Why I like this book: Master storyteller Rukhsana Khan has written a celebratory story about a boy who is clearly more focused on his abilities than his confinement to a wheelchair. Choosing a child with physical challenges will inspire other children. Malik has talent, technique, self-confidence, and determination. He wants to win the annual kite battle in Lahore. And, Malik beats his bully neighbor with his kite-flying skills and not hurtful words. Khan has turned this centuries-old tradition into a contemporary story for children. Christiane Kromer’s illustrations are exquisite and there is a feast of color on every page.  She focuses on so much detail that you can feel the breeze of the soaring kites on this perfect day. Her pen and ink illustrations are a mixed collage of beautiful fabrics, laces, cut paper and folk art designs of Pakistan. King For A Day is a beautiful collaborative effort between author and illustrator.  Visit Rukhsana Khan and Christiane Kromer at their websites.

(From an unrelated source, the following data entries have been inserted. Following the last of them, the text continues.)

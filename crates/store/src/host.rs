use async_trait::async_trait;

use crate::error::StoreError;
use crate::handle::DirHandle;

/// Outcome of a permission query or prompt.
/// 權限查詢或請求的結果。
#[derive(Debug, Clone, Copy, PartialEq, Eq)]
pub enum PermissionState {
    Granted,
    Denied,
}

impl PermissionState {
    pub fn is_granted(&self) -> bool {
        matches!(self, PermissionState::Granted)
    }
}

/// Boundary to the host capability store: the only source of root handles.
/// 宿主能力儲存的邊界，也是根目錄控制代碼的唯一來源。
///
/// A recalled handle must pass a permission re-check before reuse; `Denied`
/// is a user-visible "permission needed" state, not a crash.
#[async_trait]
pub trait CapabilityHost: Send + Sync {
    /// Asks the user to pick a workspace root. `Ok(None)` means the picker
    /// was abandoned, which is not a failure.
    /// 請使用者選取工作區根目錄；`Ok(None)` 代表取消選取，並非失敗。
    async fn request_directory_access(&self) -> Result<Option<DirHandle>, StoreError>;

    /// Checks the current permission state without prompting.
    /// 在不彈出提示的情況下查詢目前權限。
    async fn query_permission(&self, dir: &DirHandle) -> PermissionState;

    /// Prompts the user to re-grant access to a previously issued handle.
    /// 提示使用者重新授權先前取得的控制代碼。
    async fn request_permission(&self, dir: &DirHandle) -> PermissionState;
}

Resources:  Khan has devoted a page at the end of the book to the Basant Festival, which is celebrated across South Asia to herald in the spring. Making a kite would be a fun activity for kids. Watch this Kidspot Youtube video and learn how to make your own home-made kite. With markers you can write fun or  inspirational messages or write you name on your kite if it blows away.

Special Note: Monday, January 27,  I am joining other bloggers in celebrating Multicultural Children’s Book Day, which celebrates diversity in children’s literature. The event is co-hosted by Mia Wenjen from Pragmatic Mom and Valarie Budayr from Jump Into a Book/Audrey Press. Please visit the website to view multicultural books in all genres.

Every Friday, authors and KidLit bloggers post a favorite picture book.  To see a complete listing of all the Perfect Picture Books with resources, please visit author Susanna Leonard Hill’s Perfect Picture Books.

Big Red Lollipop

I attended the Society of Children’s Book Writers and Illustrators (SCBWI) 40th annual conference in August.  I returned with some favorite picture and middle grade books, and YA fiction that I will share in coming months.

Big Red Lollipop, is written by Rukhsana Khan and illustrated by Sophie Blackall.   Khan won a Golden Kite Award for the text of her picture book at the SCBWI  conference in August.  A gifted storyteller, Rukhsana Khan gave one of the most inspiring and humorous acceptance speeches by telling her real-life story of siblings rivalry and cultural differences, and how she brought this winning story to life.   Blackall’s illustrations beautifully compliment and capture the many emotions in the story.

Rubina races home after school, with her first birthday party invitation.    Her mother asks Rubina, “What is a birthday party?”  Rubina explains that “it’s when they celebrate the day they are born.”   There is cake and ice cream, games and toys.  In the background her little sister Sana, screams that she wants to go.  Not understanding the custom, her mother tells Rubina she can go if she takes her little sister.  Rubina knows the other girls will make fun at her and never invite her again.   Taking Sana to the party isn’t too bad and they leave with a gift bag of small toys, chocolates and a Big Red Lollipop.  Sana eats her lollipop on the way home, but Rubina carefully saves lollipop on top of the refrigerator for the next morning.   Guess who spots the lollipop the next morning?  But, the worst thing that happens is that Rubina doesn’t get any invitations to birthday parties for a long time.  Then one day Sana runs home from school with an invitation to a birthday party and is told that she must take her little sister Maryam.  This is a charming book about sibling rivalry, friendship and compassion that take some unexpected twists and turns.  I have added this book to my book shelf.

Kahn has authored many multi-cultural picture books including Silly Chicken, Ruler of the Courtyard and The Roses in My Carpet.  Her newest book, Wanting Mor is a middle grade book I plan to review soon.